Putting it all together
With both interpreter engines updated, it was time to add tests to crosscheck. Here’s a subset of the chaining tests which are run through both engines.
#[test]
fn operator_chaining() {
let input = "2 == 2 == 2";
assert_crosscheck_return!(input, MemphisValue::Boolean(true));
let input = "2 == 2 == 22";
assert_crosscheck_return!(input, MemphisValue::Boolean(false));
let input = "2 == 2 == 2 < 3";
assert_crosscheck_return!(input, MemphisValue::Boolean(true));
let input = "1 < 2 < 3 < 4";
assert_crosscheck_return!(input, MemphisValue::Boolean(true));
let input = "1 < 2 < -3 < 4";
assert_crosscheck_return!(input, MemphisValue::Boolean(false));
let input = "1 < 2.0 < 3";
assert_crosscheck_return!(input, MemphisValue::Boolean(true));
let input = "2 in [1,2,3] in [[1,2,3],[4,5,6]]";
assert_crosscheck_return!(input, MemphisValue::Boolean(true));
let input = "2 in [1,2,3] in [[4,5,6]]";
assert_crosscheck_return!(input, MemphisValue::Boolean(false));
}
👉 Curious what these examples compile to?
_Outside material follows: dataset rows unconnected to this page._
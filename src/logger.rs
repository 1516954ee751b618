// src/logger.rs

//! In-memory capture logger.
//!
//! Stands in for the agent logger. Nothing is filtered, formatted or
//! written anywhere: every call appends the logged value to the list kept
//! for its level so tests can assert on it afterwards.

use std::collections::HashMap;
use std::fmt;
use std::sync::Mutex;

use serde::{Deserialize, Serialize};

use crate::{lock_ignore_poison, Message};

/// Severity levels understood by the agent logger.
#[derive(Debug, Clone, Copy, PartialEq, Eq, Hash, PartialOrd, Ord, Serialize, Deserialize)]
#[serde(rename_all = "lowercase")]
pub enum Level {
    Verbose,
    Debug,
    Info,
    Warn,
    Error,
    Fatal,
}

impl Level {
    /// All levels, least severe first.
    pub const ALL: [Level; 6] = [
        Level::Verbose,
        Level::Debug,
        Level::Info,
        Level::Warn,
        Level::Error,
        Level::Fatal,
    ];

    pub fn as_str(&self) -> &'static str {
        match self {
            Level::Verbose => "verbose",
            Level::Debug => "debug",
            Level::Info => "info",
            Level::Warn => "warn",
            Level::Error => "error",
            Level::Fatal => "fatal",
        }
    }
}

impl fmt::Display for Level {
    fn fmt(&self, f: &mut fmt::Formatter<'_>) -> fmt::Result {
        f.write_str(self.as_str())
    }
}

/// Captures logged values per level.
///
/// Shared by every facade created from the same
/// [`FakeHub`](crate::FakeHub); see [`Agent::logger`](crate::Agent::logger).
#[derive(Default)]
pub struct TestLogger {
    // ---
    logs: Mutex<HashMap<Level, Vec<Message>>>,
}

/// Handle on the entries captured for one level.
///
/// Every method takes the logger's lock for the duration of the call only,
/// so a handle may be kept across code that logs, reads or resets.
#[derive(Clone, Copy)]
pub struct LevelLog<'a> {
    logger: &'a TestLogger,
    level: Level,
}

impl LevelLog<'_> {
    pub fn level(&self) -> Level {
        self.level
    }

    fn with<R>(&self, f: impl FnOnce(&mut Vec<Message>) -> R) -> R {
        let mut logs = lock_ignore_poison(&self.logger.logs);
        f(logs.entry(self.level).or_default())
    }

    /// Append an entry as if it had been logged at this level.
    pub fn push(&self, value: impl Into<Message>) {
        let value = value.into();
        self.with(|entries| entries.push(value));
    }

    pub fn len(&self) -> usize {
        self.with(|entries| entries.len())
    }

    pub fn is_empty(&self) -> bool {
        self.with(|entries| entries.is_empty())
    }

    pub fn contains(&self, value: &Message) -> bool {
        self.with(|entries| entries.contains(value))
    }

    pub fn get(&self, index: usize) -> Option<Message> {
        self.with(|entries| entries.get(index).cloned())
    }

    pub fn last(&self) -> Option<Message> {
        self.with(|entries| entries.last().cloned())
    }

    /// Keep only the entries matching `keep`.
    ///
    /// `keep` runs under the logger's lock and must not log.
    pub fn retain(&self, keep: impl FnMut(&Message) -> bool) {
        self.with(|entries| entries.retain(keep));
    }

    pub fn clear(&self) {
        self.with(Vec::clear);
    }

    /// Copy of the entries currently captured.
    pub fn to_vec(&self) -> Vec<Message> {
        self.with(|entries| entries.clone())
    }
}

impl fmt::Debug for LevelLog<'_> {
    fn fmt(&self, f: &mut fmt::Formatter<'_>) -> fmt::Result {
        f.debug_struct("LevelLog")
            .field("level", &self.level)
            .field("entries", &self.to_vec())
            .finish()
    }
}

macro_rules! level_methods {
    ($($level:ident => $name:ident, $name_with:ident;)*) => {
        $(
            #[doc = concat!("Capture `value` at `", stringify!($name), "` level.")]
            pub fn $name(&self, value: impl Into<Message>) {
                self.append(Level::$level, value.into());
            }

            #[doc = concat!("Capture the result of `producer` at `", stringify!($name), "` level.")]
            ///
            /// The producer runs immediately; its result is stored, never the
            /// producer itself.
            pub fn $name_with<F, M>(&self, producer: F)
            where
                F: FnOnce() -> M,
                M: Into<Message>,
            {
                self.append(Level::$level, producer().into());
            }
        )*
    };
}

impl TestLogger {
    /// Create an empty logger.
    pub fn new() -> Self {
        Self::default()
    }

    /// Entries captured for `level`, creating the list if absent.
    ///
    /// The returned handle reads and edits the live list, so tests may keep
    /// it while the code under test logs and inspect it afterwards.
    pub fn log(&self, level: Level) -> LevelLog<'_> {
        // ---
        lock_ignore_poison(&self.logs).entry(level).or_default();
        LevelLog { logger: self, level }
    }

    /// Snapshot of the entries captured for `level`.
    pub fn entries(&self, level: Level) -> Vec<Message> {
        self.log(level).to_vec()
    }

    level_methods! {
        Verbose => verbose, verbose_with;
        Debug => debug, debug_with;
        Info => info, info_with;
        Warn => warn, warn_with;
        Error => error, error_with;
        Fatal => fatal, fatal_with;
    }

    /// True when no level holds any entry.
    pub fn is_empty(&self) -> bool {
        lock_ignore_poison(&self.logs).values().all(Vec::is_empty)
    }

    /// Forget everything captured so far.
    pub fn clear(&self) {
        lock_ignore_poison(&self.logs).clear();
    }

    fn append(&self, level: Level, value: Message) {
        self.log(level).push(value);
    }
}

impl fmt::Debug for TestLogger {
    fn fmt(&self, f: &mut fmt::Formatter<'_>) -> fmt::Result {
        f.debug_struct("TestLogger")
            .field("logs", &*lock_ignore_poison(&self.logs))
            .finish()
    }
}

#[cfg(test)]
mod tests {
    // ---
    use super::*;
    use serde_json::json;

    #[test]
    fn test_log_creates_empty_level() {
        // ---
        let logger = TestLogger::new();
        assert!(logger.log(Level::Warn).is_empty());
        assert!(logger.entries(Level::Fatal).is_empty());
    }

    #[test]
    fn test_levels_are_kept_apart() {
        // ---
        let logger = TestLogger::new();
        logger.info("started");
        logger.error(json!({"code": 7}));
        logger.info("stopped");

        assert_eq!(logger.entries(Level::Info), vec![json!("started"), json!("stopped")]);
        assert_eq!(logger.entries(Level::Error), vec![json!({"code": 7})]);
        assert!(logger.entries(Level::Debug).is_empty());
    }

    fn log_literal(logger: &TestLogger, level: Level, value: Message) {
        match level {
            Level::Verbose => logger.verbose(value),
            Level::Debug => logger.debug(value),
            Level::Info => logger.info(value),
            Level::Warn => logger.warn(value),
            Level::Error => logger.error(value),
            Level::Fatal => logger.fatal(value),
        }
    }

    fn log_lazy(logger: &TestLogger, level: Level, value: Message) {
        match level {
            Level::Verbose => logger.verbose_with(|| value),
            Level::Debug => logger.debug_with(|| value),
            Level::Info => logger.info_with(|| value),
            Level::Warn => logger.warn_with(|| value),
            Level::Error => logger.error_with(|| value),
            Level::Fatal => logger.fatal_with(|| value),
        }
    }

    #[test]
    fn test_producer_and_literal_capture_the_same() {
        // ---
        let literal = TestLogger::new();
        let lazy = TestLogger::new();

        for level in Level::ALL {
            for value in [json!(level.as_str()), json!({"level": level, "n": 1}), json!(null)] {
                log_literal(&literal, level, value.clone());
                log_lazy(&lazy, level, value);
            }
        }

        for level in Level::ALL {
            assert_eq!(literal.entries(level).len(), 3);
            assert_eq!(literal.entries(level), lazy.entries(level));
        }
    }

    #[test]
    fn test_producer_runs_once_per_call() {
        // ---
        let logger = TestLogger::new();
        let mut calls = 0;
        logger.debug_with(|| {
            calls += 1;
            json!(calls)
        });

        assert_eq!(calls, 1);
        assert_eq!(logger.entries(Level::Debug), vec![json!(1)]);
    }

    #[test]
    fn test_log_view_is_mutable() {
        // ---
        let logger = TestLogger::new();
        logger.warn("a");
        logger.log(Level::Warn).push(json!("b"));
        logger.log(Level::Warn).retain(|m| m != &json!("a"));

        assert_eq!(logger.entries(Level::Warn), vec![json!("b")]);
        assert_eq!(logger.log(Level::Warn).last(), Some(json!("b")));
    }

    #[test]
    fn test_held_view_sees_later_logging() {
        // ---
        let logger = TestLogger::new();
        let view = logger.log(Level::Info);

        logger.info("x");
        logger.info_with(|| "y");
        assert!(!logger.is_empty());

        assert_eq!(view.len(), 2);
        assert!(view.contains(&json!("x")));
        assert_eq!(view.get(1), Some(json!("y")));
        assert_eq!(logger.entries(Level::Info), view.to_vec());

        logger.clear();
        assert!(view.is_empty());
        view.push("z");
        assert_eq!(logger.entries(Level::Info), vec![json!("z")]);
    }

    #[test]
    fn test_clear() {
        // ---
        let logger = TestLogger::new();
        logger.fatal("boom");
        assert!(!logger.is_empty());

        logger.clear();
        assert!(logger.is_empty());
    }

    #[test]
    fn test_level_names_round_trip_through_serde() {
        // ---
        let level: Level = serde_json::from_value(json!("warn")).unwrap();
        assert_eq!(level, Level::Warn);
        assert_eq!(Level::Fatal.to_string(), "fatal");
    }
}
Try it live in the Interactive Bytecode Compiler: fromscratchcode.com/bytecode-compiler
Sometimes I get lazy and/or scared and don’t add the full test suite to crosscheck, but I was determined to do this feature right. (hence the blog post.)
Along the way, I realized I’d implemented 2 < 2.5
but not 2.5 < 3
. The first calls Dunder::Lt
on int
, while the second calls it on float
. It’s fun to catch and quickly fix oversights like this. In addition, 2 == 2.0
never returned True
. This was because I’d assumed that any cross-type comparison should always return False
.
The end
Operator chaining isn’t a flashy feature, yet implementing it reminded me what I love about continuing to develop Memphis: the more Python behaviors I properly model—across two engines—the purer my abstractions become. And what is expertise in software, if not fluency in abstractions? That’s what keeps me coming back to build this interpreter no one asked for.